Transcribe, word for word and without additions, each line below from the one containing "pub mod entrega_ubicacion;" through the one containing "- **Ventas**: guarded", both ends included.

[Extracted data entries]
----------

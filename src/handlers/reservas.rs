use crate::{
    services::reservas::{ReservaStats, ReservaSummary, SweepResult},
    ApiResponse, ApiResult, AppState, PaginatedResponse,
};
use axum::{
    extract::{Query, State},
    response::Json,
};
use serde::Deserialize;
use utoipa::{IntoParams, ToSchema};
use uuid::Uuid;

#[derive(Debug, Deserialize, Default, ToSchema, IntoParams)]
#[into_params(parameter_in = Query)]
pub struct ReservaListQuery {
    pub page: Option<u64>,
    pub limit: Option<u64>,
    /// Filter by estado: activa, liberada or consumida
    pub estado: Option<String>,
    pub producto_id: Option<Uuid>,
}

#[utoipa::path(
    get,
    path = "/api/v1/reservas",
    params(ReservaListQuery),
    responses(
        (status = 200, description = "Reservas listed", body = ApiResponse<PaginatedResponse<ReservaSummary>>)
    ),
    tag = "reservas"
)]
pub async fn list_reservas(
    State(state): State<AppState>,
    Query(query): Query<ReservaListQuery>,
) -> ApiResult<PaginatedResponse<ReservaSummary>> {
    let page = query.page.unwrap_or(1).max(1);
    let limit = query.limit.unwrap_or(20).clamp(1, 100);

    let (items, total) = state
        .services
        .reservas
        .list_reservas(page, limit, query.estado.as_deref(), query.producto_id)
        .await?;

    let total_pages = (total + limit - 1) / limit;

    Ok(Json(ApiResponse::success(PaginatedResponse {
        items,
        total,
        page,
        limit,
        total_pages,
    })))
}

#[utoipa::path(
    get,
    path = "/api/v1/reservas/stats",
    responses(
        (status = 200, description = "Reservation ledger counters", body = ApiResponse<ReservaStats>)
    ),
    tag = "reservas"
)]
pub async fn reserva_stats(State(state): State<AppState>) -> ApiResult<ReservaStats> {
    let stats = state.services.reservas.stats().await?;
    Ok(Json(ApiResponse::success(stats)))
}

#[utoipa::path(
    post,
    path = "/api/v1/reservas/liberar-expiradas",
    responses(
        (status = 200, description = "Expiry sweep executed", body = ApiResponse<SweepResult>)
    ),
    tag = "reservas"
)]
pub async fn liberar_expiradas(State(state): State<AppState>) -> ApiResult<SweepResult> {
    let result = state.services.reservas.liberar_expiradas().await?;
    Ok(Json(ApiResponse::success(result)))
}
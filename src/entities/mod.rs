pub mod entrega;
pub mod entrega_ubicacion;
pub mod novedad;
pub mod producto;
pub mod proforma;
pub mod proforma_linea;
pub mod reserva;
pub mod ruta;
pub mod ruta_parada;
pub mod venta;
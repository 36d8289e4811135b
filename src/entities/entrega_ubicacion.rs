use chrono::{DateTime, Utc};
use sea_orm::entity::prelude::*;
use serde::{Deserialize, Serialize};
use uuid::Uuid;

/// GPS ping recorded while a delivery is under way.
#[derive(Clone, Debug, PartialEq, DeriveEntityModel, Serialize, Deserialize)]
#[sea_orm(table_name = "entrega_ubicaciones")]
pub struct Model {
    #[sea_orm(primary_key, auto_increment = false)]
    pub id: Uuid,
    pub entrega_id: Uuid,
    #[sea_orm(column_type = "Double")]
    pub latitud: f64,
    #[sea_orm(column_type = "Double")]
    pub longitud: f64,
    pub registrada_at: DateTime<Utc>,
}

#[derive(Copy, Clone, Debug, EnumIter, DeriveRelation)]
pub enum Relation {
    #[sea_orm(
        belongs_to = "super::entrega::Entity",
        from = "Column::EntregaId",
        to = "super::entrega::Column::Id",
        on_update = "Cascade",
        on_delete = "Cascade"
    )]
    Entrega,
}

impl Related<super::entrega::Entity> for Entity {
    fn to() -> RelationDef {
        Relation::Entrega.def()
    }
}

impl ActiveModelBehavior for ActiveModel {}
use utoipa::OpenApi;
use utoipa_swagger_ui::SwaggerUi;

#[derive(OpenApi)]
#[openapi(
    info(
        title = "Distribuidora API",
        version = "0.3.0",
        description = r#"
# Distribuidora API

Backend for distribution-company operations.

## Features

- **Proformas**: sales quotes that hold stock through time-bounded reservations
- **Reservas**: reservation ledger with 3-day validity, renewals and expiry sweep
- **Ventas**: guarded conversion of proformas into confirmed sales
- **Entregas**: delivery lifecycle with driver/vehicle assignment and GPS trail
- **Rutas**: ordered delivery batches per driver/vehicle/zone/date
- **Novedades**: incident reporting against in-progress deliveries

## Error Handling

Domain-rule failures return HTTP 422 with a structured body:

```json
{
  "success": false,
  "message": "La proforma tiene 2 reserva(s) expirada(s)",
  "errors": {
    "proforma_id": "...",
    "reservas_expiradas": 2,
    "accion_sugerida": "renovar_reservas",
    "endpoint_renovacion": "/api/v1/proformas/.../renovar-reservas"
  }
}
```

Input-validation failures return HTTP 400 before anything is persisted.
        "#,
        license(
            name = "MIT",
            url = "https://opensource.org/licenses/MIT"
        )
    ),
    servers(
        (url = "http://localhost:8080", description = "Local development")
    ),
    tags(
        (name = "productos", description = "Product stock records"),
        (name = "proformas", description = "Quotes with stock reservations"),
        (name = "reservas", description = "Reservation ledger"),
        (name = "ventas", description = "Confirmed sales"),
        (name = "entregas", description = "Delivery lifecycle"),
        (name = "novedades", description = "Delivery incidents"),
        (name = "rutas", description = "Delivery routes")
    ),
    paths(
        // Productos
        crate::handlers::productos::list_productos,
        crate::handlers::productos::get_producto,
        crate::handlers::productos::create_producto,
        // Proformas
        crate::handlers::proformas::create_proforma,
        crate::handlers::proformas::list_proformas,
        crate::handlers::proformas::get_proforma,
        crate::handlers::proformas::convertir_proforma,
        crate::handlers::proformas::renovar_reservas,
        // Ventas
        crate::handlers::ventas::list_ventas,
        crate::handlers::ventas::get_venta,
        crate::handlers::ventas::create_entrega,
        // Reservas
        crate::handlers::reservas::list_reservas,
        crate::handlers::reservas::reserva_stats,
        crate::handlers::reservas::liberar_expiradas,
        // Entregas
        crate::handlers::entregas::list_entregas,
        crate::handlers::entregas::get_entrega,
        crate::handlers::entregas::asignar_entrega,
        crate::handlers::entregas::cambiar_estado,
        crate::handlers::entregas::registrar_ubicacion,
        crate::handlers::entregas::ubicaciones,
        crate::handlers::entregas::reportar_novedad,
        crate::handlers::entregas::novedades_de_entrega,
        // Novedades
        crate::handlers::novedades::list_novedades,
        crate::handlers::novedades::cambiar_estado,
        // Rutas
        crate::handlers::rutas::create_ruta,
        crate::handlers::rutas::list_rutas,
        crate::handlers::rutas::get_ruta,
    ),
    components(schemas(
        crate::errors::ErrorResponse,
        crate::handlers::productos::ProductoSummary,
        crate::services::stock::CreateProductoRequest,
        crate::services::proformas::CreateProformaRequest,
        crate::services::proformas::LineaProformaRequest,
        crate::services::proformas::ProformaResponse,
        crate::services::proformas::LineaResponse,
        crate::services::proformas::ProformaDetail,
        crate::services::proformas::ProformaListResponse,
        crate::services::reservas::ReservaSummary,
        crate::services::reservas::RenovacionResult,
        crate::services::reservas::SweepResult,
        crate::services::reservas::ReservaStats,
        crate::services::ventas::VentaResponse,
        crate::services::ventas::VentaListResponse,
        crate::services::entregas::CreateEntregaRequest,
        crate::services::entregas::AsignarEntregaRequest,
        crate::services::entregas::CambiarEstadoRequest,
        crate::services::entregas::RegistrarUbicacionRequest,
        crate::services::entregas::EntregaSummary,
        crate::services::entregas::UbicacionResponse,
        crate::services::novedades::ReportarNovedadRequest,
        crate::services::novedades::CambiarEstadoNovedadRequest,
        crate::services::novedades::NovedadResponse,
        crate::services::rutas::CreateRutaRequest,
        crate::services::rutas::RutaResponse,
        crate::services::rutas::ParadaResponse,
        crate::services::rutas::RutaDetail,
    ))
)]
pub struct ApiDoc;

/// Swagger UI router serving the OpenAPI document.
pub fn swagger_ui() -> SwaggerUi {
    SwaggerUi::new("/docs").url("/api-docs/openapi.json", ApiDoc::openapi())
}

----------

--- Response to the exercise ---
pub mod entrega_ubicacion;
pub mod novedad;
pub mod producto;
pub mod proforma;
pub mod proforma_linea;
pub mod reserva;
pub mod ruta;
pub mod ruta_parada;
pub mod venta;
repository 36d8289e4811135b
filename src/entities/entrega_ubicacion.rs
use chrono::{DateTime, Utc};
use sea_orm::entity::prelude::*;
use serde::{Deserialize, Serialize};
use uuid::Uuid;

/// GPS ping recorded while a delivery is under way.
#[derive(Clone, Debug, PartialEq, DeriveEntityModel, Serialize, Deserialize)]
#[sea_orm(table_name = "entrega_ubicaciones")]
pub struct Model {
    #[sea_orm(primary_key, auto_increment = false)]
    pub id: Uuid,
    pub entrega_id: Uuid,
    #[sea_orm(column_type = "Double")]
    pub latitud: f64,
    #[sea_orm(column_type = "Double")]
    pub longitud: f64,
    pub registrada_at: DateTime<Utc>,
}

#[derive(Copy, Clone, Debug, EnumIter, DeriveRelation)]
pub enum Relation {
    #[sea_orm(
        belongs_to = "super::entrega::Entity",
        from = "Column::EntregaId",
        to = "super::entrega::Column::Id",
        on_update = "Cascade",
        on_delete = "Cascade"
    )]
    Entrega,
}

impl Related<super::entrega::Entity> for Entity {
    fn to() -> RelationDef {
        Relation::Entrega.def()
    }
}

impl ActiveModelBehavior for ActiveModel {}
use utoipa::OpenApi;
use utoipa_swagger_ui::SwaggerUi;

#[derive(OpenApi)]
#[openapi(
    info(
        title = "Distribuidora API",
        version = "0.3.0",
        description = r#"
# Distribuidora API

Backend for distribution-company operations.

## Features

- **Proformas**: sales quotes that hold stock through time-bounded reservations
- **Reservas**: reservation ledger with 3-day validity, renewals and expiry sweep
- **Ventas**: guarded conversion of proformas into confirmed sales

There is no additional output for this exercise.